[Dixielandjazz] Metal & Jazz - Something in common?

Steve barbone barbonestreet at earthlink.net
Mon Dec 27 12:08:12 PST 2004


LARRY'S Signs at sign.guy at charter.net wrote: (polite snip)

> As the old joke goes they use a lot of the same notes.
 
> Today it's still hard for the non guitar band to make it because people just
> don't know how to listen to actual music played on real instruments by
> actual musicians.

It helps to put a guitar in your band. Barbone Street finds that young
audiences are mesmerized by an amplified guitar that makes all of the chord
changes as well as improvises with both single string and chordal expertise.
The young guitaristas in the audience are ALWAYS blown away by our jazz
guitarist, Sonny Troy, as are the other young listeners. I don't see the
problem as the "listeners" fault. I see it as the "bands" faults. Mantra:
"If you play good music, where the kids are, they will listen."

> One thread that lasted for a long time was the "rudeness
> of audiences".   They may not be being rude but simply don't know how to
> listen to  music.  In the guitar club scene if you want to talk to someone
> you have to do it at the top of your lungs so normal moving around and
> talking would be OK.  People who actually know how to listen are annoyed by
> them.  I have been to the Symphony, opera and other concerts where people
> talked during the performance.  They just don't know how to act.

I agree, but think we now live in a world where just about everyone is "me"
oriented.
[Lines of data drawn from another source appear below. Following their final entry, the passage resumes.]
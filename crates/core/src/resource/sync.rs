use std::{
    fs,
    path::{Path, PathBuf},
};

use anyhow::{Context, Result};
use chrono::{DateTime, Utc};
use parking_lot::{Mutex, RwLock};
use tracing::{debug, info, warn};

use super::{
    collaborators::{LibraryDownloadManager, LibraryLoader, ResourceDownloadManager},
    decision::{decide, SyncReason},
    events::Observers,
    extras::ExtrasStore,
};
use crate::{
    config::AppConfig,
    manifest::{self, Category, Manifest},
};

/// On-disk layout below the data root.
#[derive(Debug, Clone)]
pub struct AssetLayout {
    root: PathBuf,
}

impl AssetLayout {
    /// Layout rooted at `root`.
    pub fn new(root: impl Into<PathBuf>) -> Self {
        Self { root: root.into() }
    }

    /// The data root.
    pub fn root(&self) -> &Path {
        &self.root
    }

    /// Path of `hashes.json`.
    pub fn manifest_path(&self) -> PathBuf {
        manifest::manifest_path(&self.root)
    }

    /// Folder receiving the default asset bundle. Owned by the coordinator.
    pub fn default_assets(&self) -> PathBuf {
        self.root.join("built-in").join("Default")
    }

    /// Folder receiving library artifacts.
    pub fn libraries(&self) -> PathBuf {
        self.root.join("libs")
    }
}

/// Per-call switches for the asset flow.
#[derive(Debug, Clone, Copy, Default)]
pub struct SyncOptions {
    /// Resync even when hash and version match.
    pub force: bool,
    /// Wipe the default asset folder before a resync.
    pub clean: bool,
}

/// Last hashes seen by the coordinator.
#[derive(Debug, Clone, Default, PartialEq, Eq)]
pub struct SyncState {
    /// Hash of the default asset bundle.
    pub default_hash: Option<String>,
    /// Hash of the library bundle.
    pub libs_hash: Option<String>,
}

/// Outcome of a completed asset flow.
#[derive(Debug, Clone)]
pub struct AssetSyncReport {
    /// Remote hash now recorded in the manifest.
    pub hash: String,
    /// Why the bundle was downloaded, `None` when it was up to date.
    pub reason: Option<SyncReason>,
    /// Whether the asset folder was wiped first.
    pub cleaned: bool,
    /// Number of extras blobs after the refresh.
    pub extras: usize,
    /// Completion time.
    pub completed_at: DateTime<Utc>,
}

/// Outcome of a completed library flow.
#[derive(Debug, Clone)]
pub struct LibrarySyncReport {
    /// Remote hash now recorded in the manifest.
    pub hash: String,
    /// Why the libraries were downloaded, `None` when up to date.
    pub reason: Option<SyncReason>,
    /// Artifacts downloaded successfully.
    pub downloaded: Vec<String>,
    /// Artifacts that failed to download.
    pub download_failed: Vec<String>,
    /// Artifacts loaded successfully.
    pub loaded: Vec<PathBuf>,
    /// Artifacts that failed to load.
    pub load_failed: Vec<PathBuf>,
    /// Completion time.
    pub completed_at: DateTime<Utc>,
}

/// Keeps the default assets, extras and libraries up to date.
///
/// The asset flow and the extras-only reload share one gate; the library flow
/// has its own. Gates are only ever try-acquired: a call that finds its gate
/// held returns `Ok(None)` without touching anything. Manifest updates from
/// either flow go through a short internal lock so neither loses the other's
/// entry.
pub struct SyncCoordinator {
    layout: AssetLayout,
    host_version: String,
    reduced_info: bool,
    extras: ExtrasStore,
    state: RwLock<SyncState>,
    asset_gate: Mutex<()>,
    library_gate: Mutex<()>,
    manifest_lock: Mutex<()>,
}

impl SyncCoordinator {
    /// Create a coordinator for `layout` on behalf of host `host_version`.
    pub fn new(layout: AssetLayout, host_version: impl Into<String>) -> Self {
        Self {
            layout,
            host_version: host_version.into(),
            reduced_info: false,
            extras: ExtrasStore::new(),
            state: RwLock::new(SyncState::default()),
            asset_gate: Mutex::new(()),
            library_gate: Mutex::new(()),
            manifest_lock: Mutex::new(()),
        }
    }

    /// Create a coordinator from configuration.
    pub fn from_config(config: &AppConfig) -> Self {
        Self::new(AssetLayout::new(&config.data_root), &config.host_version)
            .with_reduced_info(config.reduced_download_info)
    }

    /// Only report the terminal progress event.
    pub fn with_reduced_info(mut self, reduced: bool) -> Self {
        self.reduced_info = reduced;
        self
    }

    /// Refresh `extras` instead of a private store.
    pub fn with_extras(mut self, extras: ExtrasStore) -> Self {
        self.extras = extras;
        self
    }

    /// The folder layout.
    pub fn layout(&self) -> &AssetLayout {
        &self.layout
    }

    /// Handle to the extras blobs.
    pub fn extras(&self) -> &ExtrasStore {
        &self.extras
    }

    /// Snapshot of the last seen hashes.
    pub fn state(&self) -> SyncState {
        self.state.read().clone()
    }

    /// Sync the default assets if stale, then refresh extras.
    ///
    /// Returns `Ok(None)` when another asset sync is in flight.
    pub fn sync_assets<R>(
        &self,
        source: &R,
        options: SyncOptions,
        observers: &Observers,
    ) -> Result<Option<AssetSyncReport>>
    where
        R: ResourceDownloadManager,
    {
        let Some(_gate) = self.asset_gate.try_lock() else {
            debug!("asset sync already running, skipping");
            return Ok(None);
        };

        let manifest = self.read_manifest();
        let old_hash = manifest.default.clone();
        self.state.write().default_hash = old_hash.clone();

        let folder = self.layout.default_assets();
        fs::create_dir_all(&folder)
            .with_context(|| format!("failed to create {}", folder.display()))?;

        let hash = source
            .hash()
            .context("failed to resolve default asset hash")?;
        let reason = decide(
            options.force,
            &hash,
            &self.host_version,
            old_hash.as_deref(),
            manifest.version.as_deref(),
        );

        let mut cleaned = false;
        if let Some(reason) = reason {
            if options.clean {
                observers.info("Cleaning old default resources!");
                reset_folder(&folder)?;
                cleaned = true;
            }
            observers.info(reason.describe("default resources", old_hash.as_deref(), &hash));

            let reduced = self.reduced_info;
            source
                .download_resources(&folder, |event| observers.progress(&event, reduced))
                .context("failed to download default resources")?;
        } else {
            debug!("default resources up to date ({hash})");
        }

        let extras = self.refresh_extras(source)?;

        self.state.write().default_hash = Some(hash.clone());
        self.record(Category::Default, &hash);
        info!("default resources synced ({hash}), {extras} extras");

        Ok(Some(AssetSyncReport {
            hash,
            reason,
            cleaned,
            extras,
            completed_at: Utc::now(),
        }))
    }

    /// Refresh only the extras blobs.
    ///
    /// Shares the asset gate, returning `Ok(None)` while an asset sync runs.
    pub fn reload_extras<R>(&self, source: &R) -> Result<Option<usize>>
    where
        R: ResourceDownloadManager,
    {
        let Some(_gate) = self.asset_gate.try_lock() else {
            debug!("asset sync running, skipping extras reload");
            return Ok(None);
        };
        self.refresh_extras(source).map(Some)
    }

    /// Sync the libraries if stale, then load every artifact present.
    ///
    /// Returns `Ok(None)` when another library sync is in flight.
    pub fn sync_libraries<D, L>(
        &self,
        downloads: &D,
        loader: &L,
        observers: &Observers,
    ) -> Result<Option<LibrarySyncReport>>
    where
        D: LibraryDownloadManager,
        L: LibraryLoader,
    {
        let Some(_gate) = self.library_gate.try_lock() else {
            debug!("library sync already running, skipping");
            return Ok(None);
        };

        let manifest = self.read_manifest();
        let folder = self.layout.libraries();
        fs::create_dir_all(&folder)
            .with_context(|| format!("failed to create {}", folder.display()))?;

        let hash = downloads.hash().context("failed to resolve library hash")?;
        let reason = decide(
            false,
            &hash,
            &self.host_version,
            manifest.libs.as_deref(),
            manifest.version.as_deref(),
        );

        let mut downloaded = Vec::new();
        let mut download_failed = Vec::new();
        if let Some(reason) = reason {
            debug!("libraries stale: {reason:?}");
            downloads
                .download_libraries(&folder, |success, name| {
                    if success {
                        observers.info(format!("Downloaded library \"{name}\""));
                        downloaded.push(name.to_string());
                    } else {
                        observers.error(format!("Unable to download library \"{name}\""));
                        download_failed.push(name.to_string());
                    }
                })
                .context("failed to download libraries")?;
        }

        let mut loaded = Vec::new();
        let mut load_failed = Vec::new();
        loader
            .load_libraries(&folder, |artifact, error| {
                let name = artifact_name(artifact);
                match error {
                    None => {
                        observers.info(format!("Loaded library \"{name}\""));
                        loaded.push(artifact.to_path_buf());
                    }
                    Some(err) => {
                        warn!("failed to load {}: {err:#}", artifact.display());
                        observers.error(format!("Unable to load library \"{name}\""));
                        load_failed.push(artifact.to_path_buf());
                    }
                }
            })
            .context("failed to load libraries")?;

        self.state.write().libs_hash = Some(hash.clone());
        self.record(Category::Libs, &hash);

        Ok(Some(LibrarySyncReport {
            hash,
            reason,
            downloaded,
            download_failed,
            loaded,
            load_failed,
            completed_at: Utc::now(),
        }))
    }

    fn refresh_extras<R>(&self, source: &R) -> Result<usize>
    where
        R: ResourceDownloadManager,
    {
        let extras = &self.extras;
        source
            .download_extras(|| extras.clear(), |key, bytes| extras.insert(key, bytes))
            .context("failed to refresh extras")?;
        Ok(extras.len())
    }

    fn read_manifest(&self) -> Manifest {
        let _guard = self.manifest_lock.lock();
        Manifest::load(self.layout.manifest_path())
    }

    fn record(&self, category: Category, hash: &str) {
        let _guard = self.manifest_lock.lock();
        let path = self.layout.manifest_path();
        let mut manifest = Manifest::load(&path);
        manifest.put(category, hash, self.host_version.as_str());
        if let Err(err) = manifest.persist(&path) {
            warn!("failed to persist manifest {}: {err:#}", path.display());
        }
    }
}

fn reset_folder(folder: &Path) -> Result<()> {
    if folder.exists() {
        fs::remove_dir_all(folder)
            .with_context(|| format!("failed to remove {}", folder.display()))?;
    }
    fs::create_dir_all(folder).with_context(|| format!("failed to create {}", folder.display()))
}

fn artifact_name(artifact: &Path) -> String {
    artifact
        .file_name()
        .map(|name| name.to_string_lossy().to_string())
        .unwrap_or_else(|| artifact.display().to_string())
}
So the rules of engagement have changed. So too then must bands
change in order to engage the audience. Audience behavior is a fait
accompli, and so I think we must get over it, get used to it, and learn how
to work with it. 

Here are Ray Charles' autobiographical comments on both the "noise" issue
and "jazz vs. classical" music issue. Made after a reference to his first
"jazz" album some 40+ years ago.

"I like to use the differences between golf and baseball as an illustration.
The golfer is like a classical musician. He's got this elegant stick in his
hand, and he wants - he demands - that everyone be quiet so he can
concentrate. The fans must not whisper and the birds must not sing. He's
addressing the ball, and nothing can disturb him."

"The jazz player is like a batter at home plate. Some motherf---er is going
to throw a ball at him at 100 miles an hour. It might come in straight, it
might curve, it might break inside or break outside. Everybody's screaming
at him - the catcher, the fans, the coaches - and this poor slob has got to
decide in a split second whether to swing at the ball or let it go by. Now
if that don't take concentration, what does?"

"Classical music is already written. It's a matter of interpretation. But
with jazz - oh yes - with jazz you got to compose as you go. And you're
supposed to be following the chord changes along the way."

> You know I think my short description,  . . .sums it up it much better than
> the reviewer
> (below) who said something about whales in a multi paragraph, intellectually
> nonsensical form.  Then again I'm not being paid by the word.  I'll bet even
> the musicians who composed and played the reviewed CD wonder what planet he
> is on and are rolling on the floor.

Perhaps we might zero in on the following paragraph of the CD review. Then,
listen to the album, the songs and the LYRICS to get a fresh look at how the
album/songs evolved and what they say, or don't say. I have listened to it
and IMO the muso/composers are probably quite happy with the reviewer's take
and the fact that he is treating it as a valued musical/artistic work. (It
also helps if one is familiar with what "Moby Dick" says, or doesn't say.)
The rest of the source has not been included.